▸ **Supplied information**
········

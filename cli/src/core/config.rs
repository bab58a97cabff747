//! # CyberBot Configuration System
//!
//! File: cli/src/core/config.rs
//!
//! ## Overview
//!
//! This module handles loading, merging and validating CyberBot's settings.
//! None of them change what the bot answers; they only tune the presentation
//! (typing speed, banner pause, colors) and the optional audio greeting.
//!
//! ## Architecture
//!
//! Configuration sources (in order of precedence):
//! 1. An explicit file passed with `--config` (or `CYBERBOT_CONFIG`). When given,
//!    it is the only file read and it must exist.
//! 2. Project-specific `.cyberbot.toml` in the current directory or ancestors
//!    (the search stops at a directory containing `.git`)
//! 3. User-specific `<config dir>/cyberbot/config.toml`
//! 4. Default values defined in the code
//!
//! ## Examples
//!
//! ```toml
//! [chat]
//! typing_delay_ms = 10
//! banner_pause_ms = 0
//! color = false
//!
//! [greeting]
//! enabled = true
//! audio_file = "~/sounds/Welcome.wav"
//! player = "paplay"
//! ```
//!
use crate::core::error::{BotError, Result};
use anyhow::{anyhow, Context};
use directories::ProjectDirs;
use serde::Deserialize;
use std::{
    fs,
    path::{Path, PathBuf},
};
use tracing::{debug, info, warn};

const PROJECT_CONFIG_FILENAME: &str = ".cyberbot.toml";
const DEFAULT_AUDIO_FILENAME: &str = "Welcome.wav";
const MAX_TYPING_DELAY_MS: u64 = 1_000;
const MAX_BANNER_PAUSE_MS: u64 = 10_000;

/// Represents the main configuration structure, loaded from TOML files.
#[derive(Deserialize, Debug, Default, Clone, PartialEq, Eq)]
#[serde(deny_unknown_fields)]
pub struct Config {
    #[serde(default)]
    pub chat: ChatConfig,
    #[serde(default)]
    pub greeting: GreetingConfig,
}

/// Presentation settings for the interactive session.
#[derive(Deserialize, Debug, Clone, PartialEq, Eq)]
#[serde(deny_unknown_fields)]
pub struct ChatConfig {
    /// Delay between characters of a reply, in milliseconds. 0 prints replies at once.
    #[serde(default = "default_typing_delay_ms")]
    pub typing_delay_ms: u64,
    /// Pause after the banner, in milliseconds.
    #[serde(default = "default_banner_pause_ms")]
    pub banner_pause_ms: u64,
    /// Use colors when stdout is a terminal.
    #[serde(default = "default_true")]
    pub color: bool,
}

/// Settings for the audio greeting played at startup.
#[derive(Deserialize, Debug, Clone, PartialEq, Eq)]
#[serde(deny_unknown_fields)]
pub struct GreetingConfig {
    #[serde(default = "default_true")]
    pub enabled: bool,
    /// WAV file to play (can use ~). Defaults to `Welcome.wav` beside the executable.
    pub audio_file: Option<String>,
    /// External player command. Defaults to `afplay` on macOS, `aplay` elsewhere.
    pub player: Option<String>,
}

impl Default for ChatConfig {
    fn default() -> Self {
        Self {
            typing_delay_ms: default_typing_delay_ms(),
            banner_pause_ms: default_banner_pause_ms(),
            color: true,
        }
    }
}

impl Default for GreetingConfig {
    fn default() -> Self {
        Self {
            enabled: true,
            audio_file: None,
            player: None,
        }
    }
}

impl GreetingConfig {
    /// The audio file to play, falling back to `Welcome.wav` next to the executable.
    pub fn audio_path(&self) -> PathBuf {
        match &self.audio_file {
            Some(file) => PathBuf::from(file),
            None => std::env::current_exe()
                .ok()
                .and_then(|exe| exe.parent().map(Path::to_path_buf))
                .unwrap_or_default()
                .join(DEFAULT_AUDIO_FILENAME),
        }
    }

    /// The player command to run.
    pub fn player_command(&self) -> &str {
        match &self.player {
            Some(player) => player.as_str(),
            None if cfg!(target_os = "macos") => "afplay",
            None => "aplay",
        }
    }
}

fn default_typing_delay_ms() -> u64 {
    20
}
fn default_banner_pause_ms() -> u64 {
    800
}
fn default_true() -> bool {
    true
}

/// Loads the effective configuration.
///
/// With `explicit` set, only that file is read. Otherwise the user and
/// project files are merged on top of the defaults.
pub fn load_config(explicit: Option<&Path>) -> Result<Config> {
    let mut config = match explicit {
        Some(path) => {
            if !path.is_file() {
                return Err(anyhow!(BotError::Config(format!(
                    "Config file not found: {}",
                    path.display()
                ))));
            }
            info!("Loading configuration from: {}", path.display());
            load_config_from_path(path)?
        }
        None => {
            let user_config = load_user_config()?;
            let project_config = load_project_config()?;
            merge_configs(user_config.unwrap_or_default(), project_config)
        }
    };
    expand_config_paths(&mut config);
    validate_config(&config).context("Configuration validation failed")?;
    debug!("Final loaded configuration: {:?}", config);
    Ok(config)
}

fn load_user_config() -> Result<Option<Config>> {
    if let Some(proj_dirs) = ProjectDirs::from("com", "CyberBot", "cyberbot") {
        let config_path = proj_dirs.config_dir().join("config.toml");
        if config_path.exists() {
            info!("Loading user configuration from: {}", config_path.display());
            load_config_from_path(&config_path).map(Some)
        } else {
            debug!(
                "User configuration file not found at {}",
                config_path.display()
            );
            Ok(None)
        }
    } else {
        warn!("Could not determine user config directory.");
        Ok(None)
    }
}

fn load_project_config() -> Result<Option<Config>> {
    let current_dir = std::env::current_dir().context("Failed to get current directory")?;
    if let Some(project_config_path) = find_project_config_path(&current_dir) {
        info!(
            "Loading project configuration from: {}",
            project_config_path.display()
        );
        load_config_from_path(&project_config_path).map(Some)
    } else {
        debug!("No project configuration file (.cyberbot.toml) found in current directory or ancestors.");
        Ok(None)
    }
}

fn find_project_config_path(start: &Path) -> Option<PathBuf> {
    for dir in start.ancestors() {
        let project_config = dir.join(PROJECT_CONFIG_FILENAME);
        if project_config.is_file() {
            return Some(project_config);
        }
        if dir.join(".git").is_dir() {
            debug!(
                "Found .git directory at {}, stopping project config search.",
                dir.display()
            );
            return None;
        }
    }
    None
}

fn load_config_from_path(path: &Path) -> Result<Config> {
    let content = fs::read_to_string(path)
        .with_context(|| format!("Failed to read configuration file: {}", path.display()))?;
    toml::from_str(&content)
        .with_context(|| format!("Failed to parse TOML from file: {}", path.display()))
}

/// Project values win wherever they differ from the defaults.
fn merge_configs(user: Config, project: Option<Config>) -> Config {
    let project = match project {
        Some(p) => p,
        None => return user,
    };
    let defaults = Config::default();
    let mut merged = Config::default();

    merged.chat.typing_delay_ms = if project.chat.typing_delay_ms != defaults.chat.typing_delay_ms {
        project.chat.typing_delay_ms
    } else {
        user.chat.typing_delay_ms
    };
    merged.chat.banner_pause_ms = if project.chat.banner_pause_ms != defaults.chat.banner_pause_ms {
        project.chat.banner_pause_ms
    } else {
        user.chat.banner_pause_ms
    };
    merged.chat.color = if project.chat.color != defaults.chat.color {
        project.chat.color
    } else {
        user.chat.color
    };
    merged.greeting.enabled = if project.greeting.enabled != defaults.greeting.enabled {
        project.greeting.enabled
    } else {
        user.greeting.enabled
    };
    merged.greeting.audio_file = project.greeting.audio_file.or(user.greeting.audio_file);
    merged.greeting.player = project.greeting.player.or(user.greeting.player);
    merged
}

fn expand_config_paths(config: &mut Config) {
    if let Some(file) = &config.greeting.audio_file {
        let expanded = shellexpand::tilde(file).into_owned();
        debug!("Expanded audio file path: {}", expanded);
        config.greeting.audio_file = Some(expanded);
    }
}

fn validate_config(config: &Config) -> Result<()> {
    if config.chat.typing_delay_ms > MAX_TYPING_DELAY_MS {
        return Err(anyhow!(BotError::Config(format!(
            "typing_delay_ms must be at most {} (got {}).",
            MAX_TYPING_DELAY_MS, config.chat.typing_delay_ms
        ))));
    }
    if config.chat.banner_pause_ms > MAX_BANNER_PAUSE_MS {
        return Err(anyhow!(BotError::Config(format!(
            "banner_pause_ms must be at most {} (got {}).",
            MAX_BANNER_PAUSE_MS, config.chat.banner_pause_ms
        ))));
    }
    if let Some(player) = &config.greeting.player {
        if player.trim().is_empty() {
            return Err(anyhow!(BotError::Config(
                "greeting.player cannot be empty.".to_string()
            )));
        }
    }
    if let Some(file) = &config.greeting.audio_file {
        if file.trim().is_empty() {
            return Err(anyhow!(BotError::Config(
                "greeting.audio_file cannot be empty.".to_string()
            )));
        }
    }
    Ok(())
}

········

▸ **What you have to do**
The answer must be a verbatim transcription of the entries above, from the first line through the line that contains "(the search stops", and nothing more.

▸ **Response area**
filename cli/src/core/config.rs
repository bab58a97cabff747
//! # CyberBot Configuration System
//!
//! File: cli/src/core/config.rs
//!
//! ## Overview
//!
//! This module handles loading, merging and validating CyberBot's settings.
//! None of them change what the bot answers; they only tune the presentation
//! (typing speed, banner pause, colors) and the optional audio greeting.
//!
//! ## Architecture
//!
//! Configuration sources (in order of precedence):
//! 1. An explicit file passed with `--config` (or `CYBERBOT_CONFIG`). When given,
//!    it is the only file read and it must exist.
//! 2. Project-specific `.cyberbot.toml` in the current directory or ancestors
//!    (the search stops at a directory containing `.git`)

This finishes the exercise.